As the Republican run House of Representatives stripped National Public Radio from the national budget, Garrison Keillor made his announcement that he will retire in 2013. The race is on. Who will disappear from the airwaves first NPR or Garrison Keillor?
Keillor’s Prairie Home Companion has become a stable piece of Americana on NPR for listeners across the country since it was first aired in Minnesota in 1974. It reaches 4 million people per week. 590 public radio stations broadcast the creative variety show based on Keillor’s self styled hometown of Lake Wobegone Minnesota.
The iconic PHC is only one of the shows in jeopardy if the Tea Party Republicans get their way in the Senate as well as the house. The also popular Car Talk, Wait, Wait… Don’t Tell Me, All Things Considered.
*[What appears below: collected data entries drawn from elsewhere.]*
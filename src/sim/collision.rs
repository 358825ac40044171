//! Collision detection and scoring against the pipe pool
//!
//! Pipes are tested in slot order. Only the first hit matters: the tick that
//! finds it stops simulating, so the scan stops there too.

use super::pipes::PipePool;
use super::rect::Rect;

/// Slot of the first active pipe the bird's box overlaps
pub fn first_collision(bird_box: &Rect, pool: &PipePool) -> Option<usize> {
    pool.iter_active()
        .find(|(_, pipe)| pipe.collides(bird_box))
        .map(|(index, _)| index)
}

/// Mark pipes whose center the bird has crossed.
///
/// A pipe scores at most once: only unscored pipes are tested, and the flag
/// is set on the first tick `bird_x` is past the center. Returns how many
/// pipes scored this call.
pub fn award_passes(pool: &mut PipePool, bird_x: f32) -> u32 {
    let mut scored = 0;
    for pipe in pool.slots_mut().iter_mut().filter(|p| p.active && !p.scored) {
        if bird_x > pipe.center_x() {
            pipe.scored = true;
            scored += 1;
        }
    }
    scored
}

#[cfg(test)]
mod tests {
    use super::*;
    use crate::tuning::Tuning;
    use glam::Vec2;

    fn bird_box_at(x: f32, y: f32) -> Rect {
        Rect::centered(Vec2::new(x, y), Vec2::new(27.0, 20.0))
    }

    #[test]
    fn test_bird_in_gap_does_not_collide() {
        let tuning = Tuning::default();
        let mut pool = PipePool::new();
        pool.spawn_with_gap(200.0, 150.0, &tuning);
        assert_eq!(first_collision(&bird_box_at(810.0, 275.0), &pool), None);
    }

    #[test]
    fn test_hits_top_and_bottom() {
        let tuning = Tuning::default();
        let mut pool = PipePool::new();
        pool.spawn_with_gap(200.0, 150.0, &tuning);
        assert_eq!(first_collision(&bird_box_at(810.0, 195.0), &pool), Some(0));
        assert_eq!(first_collision(&bird_box_at(810.0, 345.0), &pool), Some(0));
    }

    #[test]
    fn test_first_hit_in_slot_order() {
        let tuning = Tuning::default();
        let mut pool = PipePool::new();
        pool.spawn_with_gap(400.0, 150.0, &tuning);
        pool.spawn_with_gap(400.0, 150.0, &tuning);
        // Both pipes sit at the same x; slot 0 wins
        assert_eq!(first_collision(&bird_box_at(820.0, 100.0), &pool), Some(0));

        pool.slots_mut()[0].active = false;
        assert_eq!(first_collision(&bird_box_at(820.0, 100.0), &pool), Some(1));
    }

    #[test]
    fn test_inactive_pipes_are_ignored() {
        let tuning = Tuning::default();
        let mut pool = PipePool::new();
        pool.spawn_with_gap(400.0, 150.0, &tuning);
        pool.clear_all();
        assert_eq!(first_collision(&bird_box_at(820.0, 100.0), &pool), None);
        assert_eq!(award_passes(&mut pool, 10_000.0), 0);
    }

    #[test]
    fn test_pass_scores_exactly_once() {
        let tuning = Tuning::default();
        let mut pool = PipePool::new();
        pool.spawn_with_gap(200.0, 150.0, &tuning);

        // Center is at 840: being on it is not past it
        assert_eq!(award_passes(&mut pool, 840.0), 0);
        assert!(!pool.get(0).unwrap().scored);

        assert_eq!(award_passes(&mut pool, 850.0), 1);
        assert!(pool.get(0).unwrap().scored);
        assert_eq!(award_passes(&mut pool, 850.0), 0);
        assert_eq!(award_passes(&mut pool, 2_000.0), 0);
    }
}
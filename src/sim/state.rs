//! Game state and core simulation types
//!
//! [`GameState`] is the session aggregate: everything a tick reads or writes
//! lives here, and only [`super::tick::tick`] mutates it during play.

use rand::SeedableRng;
use rand_pcg::Pcg32;
use serde::{Deserialize, Serialize};

use super::bird::Bird;
use super::pipes::PipePool;
use crate::settings::Settings;
use crate::tuning::Tuning;

/// Current phase of the game
#[derive(Debug, Clone, Copy, PartialEq, Serialize, Deserialize)]
pub enum GamePhase {
    /// Title screen, nothing moves until the first flap
    Waiting,
    /// Active gameplay
    Running,
    /// Simulation frozen, resumable
    Paused,
    /// Simulation frozen while preferences are edited
    Settings,
    /// A life was lost; play resumes when the timer runs out
    RespawnCountdown { remaining: f32 },
    /// Run ended
    Over,
}

impl GamePhase {
    /// Whether the world is frozen in this phase
    pub fn is_frozen(&self) -> bool {
        matches!(self, GamePhase::Paused | GamePhase::Settings)
    }
}

/// Things that happened during a tick, drained by the audio/persistence
/// adapters after the frame
#[derive(Debug, Clone, Copy, PartialEq, Serialize, Deserialize)]
pub enum GameEvent {
    RunStarted,
    Flapped,
    Scored { score: u32 },
    NewHighScore { score: u32 },
    Hit,
    LifeLost { lives_left: u8 },
    Respawned,
    GameOver { score: u32, high_score: u32 },
    Paused,
    Resumed,
    SettingsOpened,
    /// Preferences may have changed and should be persisted
    SettingsClosed,
}

/// The complete game session
#[derive(Debug, Clone)]
pub struct GameState {
    /// Seed the session RNG was created from
    pub seed: u64,
    pub tuning: Tuning,
    pub settings: Settings,
    pub phase: GamePhase,
    pub score: u32,
    pub high_score: u32,
    /// The high score was beaten during this run
    pub new_best: bool,
    /// Remaining lives; `None` when playing one-hit rules
    pub lives: Option<u8>,
    /// Seconds accumulated toward the next pipe spawn
    pub spawn_timer: f32,
    /// Current screen shake amplitude (pixels)
    pub screen_shake: f32,
    /// Simulation tick counter
    pub time_ticks: u64,
    pub bird: Bird,
    pub pipes: PipePool,
    /// Events since the last drain
    pub events: Vec<GameEvent>,
    rng: Pcg32,
}

impl GameState {
    /// Create a session in the waiting phase
    pub fn new(seed: u64, tuning: Tuning, settings: Settings) -> Self {
        let tuning = tuning.sanitized();
        Self {
            seed,
            bird: Bird::new(&tuning),
            lives: tuning.lives,
            tuning,
            settings: settings.sanitized(),
            phase: GamePhase::Waiting,
            score: 0,
            high_score: 0,
            new_best: false,
            spawn_timer: 0.0,
            screen_shake: 0.0,
            time_ticks: 0,
            pipes: PipePool::new(),
            events: Vec::new(),
            rng: Pcg32::seed_from_u64(seed),
        }
    }

    /// Session with default tuning and settings
    pub fn with_seed(seed: u64) -> Self {
        Self::new(seed, Tuning::default(), Settings::default())
    }

    /// Spawn one pipe with the session RNG
    pub fn spawn_pipe(&mut self) -> usize {
        self.pipes.spawn(&mut self.rng, &self.tuning)
    }

    /// Full reset for a new run: score, lives, bird and pipes.
    /// The high score survives.
    pub fn reset_run(&mut self) {
        self.score = 0;
        self.new_best = false;
        self.lives = self.tuning.lives;
        self.spawn_timer = 0.0;
        self.screen_shake = 0.0;
        self.bird = Bird::new(&self.tuning);
        self.pipes.clear_all();
    }

    /// Raise the high score if the current score beats it
    pub fn update_high_score(&mut self) -> bool {
        if self.score > self.high_score {
            self.high_score = self.score;
            true
        } else {
            false
        }
    }

    pub fn push_event(&mut self, event: GameEvent) {
        self.events.push(event);
    }

    /// Take all events recorded since the last call
    pub fn drain_events(&mut self) -> Vec<GameEvent> {
        std::mem::take(&mut self.events)
    }
}

#[cfg(test)]
mod tests {
    use super::*;

    #[test]
    fn test_new_session() {
        let state = GameState::with_seed(42);
        assert_eq!(state.phase, GamePhase::Waiting);
        assert_eq!(state.score, 0);
        assert_eq!(state.lives, Some(3));
        assert!(state.pipes.is_empty());
        assert_eq!(state.bird.pos.y, state.tuning.world_height / 2.0);
    }

    #[test]
    fn test_reset_keeps_high_score() {
        let mut state = GameState::with_seed(1);
        state.score = 7;
        state.update_high_score();
        state.lives = Some(1);
        state.spawn_pipe();
        state.reset_run();

        assert_eq!(state.score, 0);
        assert_eq!(state.high_score, 7);
        assert_eq!(state.lives, Some(3));
        assert!(state.pipes.is_empty());
    }

    #[test]
    fn test_same_seed_same_pipes() {
        let mut a = GameState::with_seed(2024);
        let mut b = GameState::with_seed(2024);
        for _ in 0..10 {
            let i = a.spawn_pipe();
            let j = b.spawn_pipe();
            assert_eq!(a.pipes.get(i), b.pipes.get(j));
        }
    }

    #[test]
    fn test_drain_events() {
        let mut state = GameState::with_seed(3);
        state.push_event(GameEvent::Flapped);
        assert_eq!(state.drain_events(), vec![GameEvent::Flapped]);
        assert!(state.events.is_empty());
    }
}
Garrison Keillor will be 70 in 2013 and he says that is a nice round number. He does want to first find a successor. Having suffered a stroke in 2009 from which he fully recovered, he took a longer look into the future.
Some pundits believe that Keillor is playing the usual fox with a twinkle in his eye. His retirement plan announcement comes as the fate of NPR is being hotly debated. Some believe that he is willing to put himself up as a poster boy for what will be missing on the long drives Americans take across the country if NPR disappears from the dial.
The Republicans are saying that it is time for the popularity of such shows to show themselves profitable in the marketplace and give up their place at the nation’s trough. It is true that the ideology that is would around the sweet morsels like Prairie Home Companion is mostly liberal democratic.
The full drama may not play itself out until the next Presidential election and maybe not until 2013.